== Exercise instructions ==
Where the records below show the word "BotConfig" in a line, please copy that line.

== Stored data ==
=== Begin Enclosure ===

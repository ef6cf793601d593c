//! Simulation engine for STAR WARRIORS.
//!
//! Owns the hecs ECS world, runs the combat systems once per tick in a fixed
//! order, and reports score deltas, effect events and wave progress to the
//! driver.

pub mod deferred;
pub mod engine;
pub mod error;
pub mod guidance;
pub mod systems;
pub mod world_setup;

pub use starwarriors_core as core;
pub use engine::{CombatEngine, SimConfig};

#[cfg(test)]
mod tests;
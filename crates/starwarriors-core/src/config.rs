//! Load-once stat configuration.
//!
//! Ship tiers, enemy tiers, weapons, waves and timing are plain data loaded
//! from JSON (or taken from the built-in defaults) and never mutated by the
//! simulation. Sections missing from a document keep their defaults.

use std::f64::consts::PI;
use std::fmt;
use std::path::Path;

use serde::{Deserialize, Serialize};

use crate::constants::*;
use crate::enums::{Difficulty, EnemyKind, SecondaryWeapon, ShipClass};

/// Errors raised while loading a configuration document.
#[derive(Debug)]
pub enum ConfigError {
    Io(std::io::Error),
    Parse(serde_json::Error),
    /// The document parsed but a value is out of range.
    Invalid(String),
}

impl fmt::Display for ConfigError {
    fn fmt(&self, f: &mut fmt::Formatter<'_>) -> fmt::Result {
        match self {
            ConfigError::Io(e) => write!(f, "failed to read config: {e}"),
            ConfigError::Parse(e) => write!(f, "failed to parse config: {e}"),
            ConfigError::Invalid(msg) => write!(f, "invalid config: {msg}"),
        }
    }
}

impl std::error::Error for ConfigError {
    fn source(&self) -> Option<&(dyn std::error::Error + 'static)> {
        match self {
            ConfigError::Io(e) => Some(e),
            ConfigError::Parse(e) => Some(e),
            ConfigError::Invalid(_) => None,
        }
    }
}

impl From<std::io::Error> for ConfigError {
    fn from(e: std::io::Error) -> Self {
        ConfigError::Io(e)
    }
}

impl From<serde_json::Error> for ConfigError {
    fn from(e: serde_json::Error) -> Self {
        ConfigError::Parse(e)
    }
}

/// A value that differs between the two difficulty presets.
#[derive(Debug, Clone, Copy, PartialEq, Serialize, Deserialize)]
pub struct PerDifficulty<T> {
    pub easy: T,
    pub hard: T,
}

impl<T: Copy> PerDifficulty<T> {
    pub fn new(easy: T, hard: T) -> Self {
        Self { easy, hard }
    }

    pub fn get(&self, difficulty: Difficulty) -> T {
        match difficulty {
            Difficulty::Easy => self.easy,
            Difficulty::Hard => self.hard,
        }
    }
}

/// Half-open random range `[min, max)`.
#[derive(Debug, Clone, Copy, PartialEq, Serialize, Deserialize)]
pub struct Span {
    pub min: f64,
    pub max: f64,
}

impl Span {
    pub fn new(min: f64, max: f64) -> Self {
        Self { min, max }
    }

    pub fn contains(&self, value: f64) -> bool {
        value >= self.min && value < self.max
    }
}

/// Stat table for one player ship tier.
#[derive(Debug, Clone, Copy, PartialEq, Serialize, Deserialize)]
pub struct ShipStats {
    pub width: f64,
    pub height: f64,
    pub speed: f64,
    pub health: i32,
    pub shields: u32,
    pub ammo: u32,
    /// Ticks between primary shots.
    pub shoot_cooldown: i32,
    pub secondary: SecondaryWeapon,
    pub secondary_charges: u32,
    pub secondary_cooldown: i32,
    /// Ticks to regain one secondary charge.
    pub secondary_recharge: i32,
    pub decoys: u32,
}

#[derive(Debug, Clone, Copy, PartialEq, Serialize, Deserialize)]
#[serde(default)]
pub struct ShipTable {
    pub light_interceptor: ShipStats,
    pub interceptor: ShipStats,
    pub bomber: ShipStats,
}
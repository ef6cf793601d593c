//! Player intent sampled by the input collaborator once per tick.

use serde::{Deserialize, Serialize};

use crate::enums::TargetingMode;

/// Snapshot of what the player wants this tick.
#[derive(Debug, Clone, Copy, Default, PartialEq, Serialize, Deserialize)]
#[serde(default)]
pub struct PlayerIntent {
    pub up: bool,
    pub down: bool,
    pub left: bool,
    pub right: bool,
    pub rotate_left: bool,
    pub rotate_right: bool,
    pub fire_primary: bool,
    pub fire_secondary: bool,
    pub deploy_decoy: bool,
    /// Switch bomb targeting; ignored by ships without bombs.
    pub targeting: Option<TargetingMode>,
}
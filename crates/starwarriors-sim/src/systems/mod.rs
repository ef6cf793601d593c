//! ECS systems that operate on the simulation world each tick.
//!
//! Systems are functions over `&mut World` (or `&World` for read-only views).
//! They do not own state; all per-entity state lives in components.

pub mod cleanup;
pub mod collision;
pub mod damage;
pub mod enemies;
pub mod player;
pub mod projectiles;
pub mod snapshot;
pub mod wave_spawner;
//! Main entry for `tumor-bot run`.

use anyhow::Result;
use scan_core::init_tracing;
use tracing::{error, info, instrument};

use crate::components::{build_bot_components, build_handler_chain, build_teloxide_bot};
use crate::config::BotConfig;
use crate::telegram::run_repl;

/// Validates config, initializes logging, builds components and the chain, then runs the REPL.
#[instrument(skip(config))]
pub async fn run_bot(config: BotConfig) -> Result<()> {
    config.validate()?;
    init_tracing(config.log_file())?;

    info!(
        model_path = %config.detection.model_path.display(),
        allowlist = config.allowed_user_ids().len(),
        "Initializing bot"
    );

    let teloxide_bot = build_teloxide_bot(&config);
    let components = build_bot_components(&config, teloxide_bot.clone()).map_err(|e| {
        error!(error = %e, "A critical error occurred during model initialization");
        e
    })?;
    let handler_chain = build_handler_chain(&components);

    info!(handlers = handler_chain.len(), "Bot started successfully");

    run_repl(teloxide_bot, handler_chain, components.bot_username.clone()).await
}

=== End Enclosure ===
=== Begin Enclosure ===

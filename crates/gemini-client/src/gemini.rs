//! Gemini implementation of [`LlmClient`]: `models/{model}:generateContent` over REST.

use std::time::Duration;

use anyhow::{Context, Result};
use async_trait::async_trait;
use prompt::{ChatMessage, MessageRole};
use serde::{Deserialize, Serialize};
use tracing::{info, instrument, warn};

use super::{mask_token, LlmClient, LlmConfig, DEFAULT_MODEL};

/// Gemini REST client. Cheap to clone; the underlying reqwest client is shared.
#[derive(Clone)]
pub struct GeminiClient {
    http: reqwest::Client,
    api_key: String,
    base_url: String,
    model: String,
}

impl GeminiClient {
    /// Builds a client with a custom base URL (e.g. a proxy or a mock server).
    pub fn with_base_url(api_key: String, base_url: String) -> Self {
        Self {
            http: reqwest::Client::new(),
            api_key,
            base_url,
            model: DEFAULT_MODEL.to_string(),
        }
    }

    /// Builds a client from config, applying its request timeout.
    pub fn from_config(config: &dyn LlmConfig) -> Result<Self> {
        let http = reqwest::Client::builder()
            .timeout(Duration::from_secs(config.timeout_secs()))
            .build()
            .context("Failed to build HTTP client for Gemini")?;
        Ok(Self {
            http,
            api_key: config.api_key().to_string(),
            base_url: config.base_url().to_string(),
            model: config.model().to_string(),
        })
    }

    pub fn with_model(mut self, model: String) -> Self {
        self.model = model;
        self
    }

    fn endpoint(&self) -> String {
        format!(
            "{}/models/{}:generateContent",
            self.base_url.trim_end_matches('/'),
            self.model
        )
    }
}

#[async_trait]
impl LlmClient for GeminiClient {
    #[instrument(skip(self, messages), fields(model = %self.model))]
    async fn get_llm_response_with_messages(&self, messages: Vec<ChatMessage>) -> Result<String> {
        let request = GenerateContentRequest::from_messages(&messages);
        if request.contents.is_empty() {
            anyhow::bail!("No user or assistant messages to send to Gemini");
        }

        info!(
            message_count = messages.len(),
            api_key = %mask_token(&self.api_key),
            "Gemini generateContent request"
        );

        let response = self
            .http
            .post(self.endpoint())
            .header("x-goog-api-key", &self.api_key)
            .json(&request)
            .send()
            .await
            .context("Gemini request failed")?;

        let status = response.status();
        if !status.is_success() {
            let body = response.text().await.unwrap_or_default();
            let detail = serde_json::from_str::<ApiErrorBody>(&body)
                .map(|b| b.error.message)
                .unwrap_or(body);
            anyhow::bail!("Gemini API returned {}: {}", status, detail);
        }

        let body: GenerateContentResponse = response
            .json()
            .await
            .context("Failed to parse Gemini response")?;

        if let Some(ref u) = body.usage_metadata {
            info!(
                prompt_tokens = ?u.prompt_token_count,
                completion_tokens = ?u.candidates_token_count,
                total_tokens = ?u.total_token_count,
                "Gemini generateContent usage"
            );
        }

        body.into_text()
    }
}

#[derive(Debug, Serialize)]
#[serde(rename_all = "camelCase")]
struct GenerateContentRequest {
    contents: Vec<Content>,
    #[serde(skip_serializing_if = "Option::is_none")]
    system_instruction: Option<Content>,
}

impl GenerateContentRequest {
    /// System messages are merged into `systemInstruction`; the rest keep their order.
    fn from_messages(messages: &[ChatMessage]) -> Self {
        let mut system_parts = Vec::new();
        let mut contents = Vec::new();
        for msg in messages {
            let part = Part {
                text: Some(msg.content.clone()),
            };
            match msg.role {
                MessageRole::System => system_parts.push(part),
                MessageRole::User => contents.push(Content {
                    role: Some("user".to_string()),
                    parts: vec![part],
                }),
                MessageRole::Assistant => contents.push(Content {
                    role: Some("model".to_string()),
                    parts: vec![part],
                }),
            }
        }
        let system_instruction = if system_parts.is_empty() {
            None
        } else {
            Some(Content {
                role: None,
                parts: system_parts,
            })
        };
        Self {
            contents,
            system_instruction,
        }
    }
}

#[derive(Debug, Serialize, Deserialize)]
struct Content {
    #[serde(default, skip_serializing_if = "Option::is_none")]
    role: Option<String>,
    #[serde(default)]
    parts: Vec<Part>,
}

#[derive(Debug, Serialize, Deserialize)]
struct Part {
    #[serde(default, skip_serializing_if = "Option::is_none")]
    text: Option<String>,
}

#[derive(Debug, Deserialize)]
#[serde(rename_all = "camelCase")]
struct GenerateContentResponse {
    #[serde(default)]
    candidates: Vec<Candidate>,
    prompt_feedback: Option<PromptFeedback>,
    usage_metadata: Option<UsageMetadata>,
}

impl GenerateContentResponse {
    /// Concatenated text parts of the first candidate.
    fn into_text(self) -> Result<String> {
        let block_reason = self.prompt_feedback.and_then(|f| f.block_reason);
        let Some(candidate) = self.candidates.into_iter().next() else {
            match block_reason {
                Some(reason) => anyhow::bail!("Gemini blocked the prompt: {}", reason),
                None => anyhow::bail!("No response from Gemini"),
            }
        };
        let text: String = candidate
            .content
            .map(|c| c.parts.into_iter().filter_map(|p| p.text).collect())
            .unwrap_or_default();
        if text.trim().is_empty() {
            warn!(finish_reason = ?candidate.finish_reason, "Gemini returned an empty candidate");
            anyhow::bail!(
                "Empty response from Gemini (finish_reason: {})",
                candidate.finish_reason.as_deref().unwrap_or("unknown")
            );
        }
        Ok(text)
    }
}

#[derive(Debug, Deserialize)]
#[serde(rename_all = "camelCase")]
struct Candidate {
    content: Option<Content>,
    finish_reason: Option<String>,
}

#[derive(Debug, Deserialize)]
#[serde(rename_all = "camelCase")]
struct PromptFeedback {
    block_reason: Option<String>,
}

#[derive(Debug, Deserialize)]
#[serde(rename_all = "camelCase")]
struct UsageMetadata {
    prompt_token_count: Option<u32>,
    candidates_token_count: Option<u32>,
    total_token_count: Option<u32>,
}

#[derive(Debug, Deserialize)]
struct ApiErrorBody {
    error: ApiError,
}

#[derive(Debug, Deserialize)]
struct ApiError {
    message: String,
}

=== End Enclosure ===

== Answer section ==
use crate::config::BotConfig;
pub async fn run_bot(config: BotConfig) -> Result<()> {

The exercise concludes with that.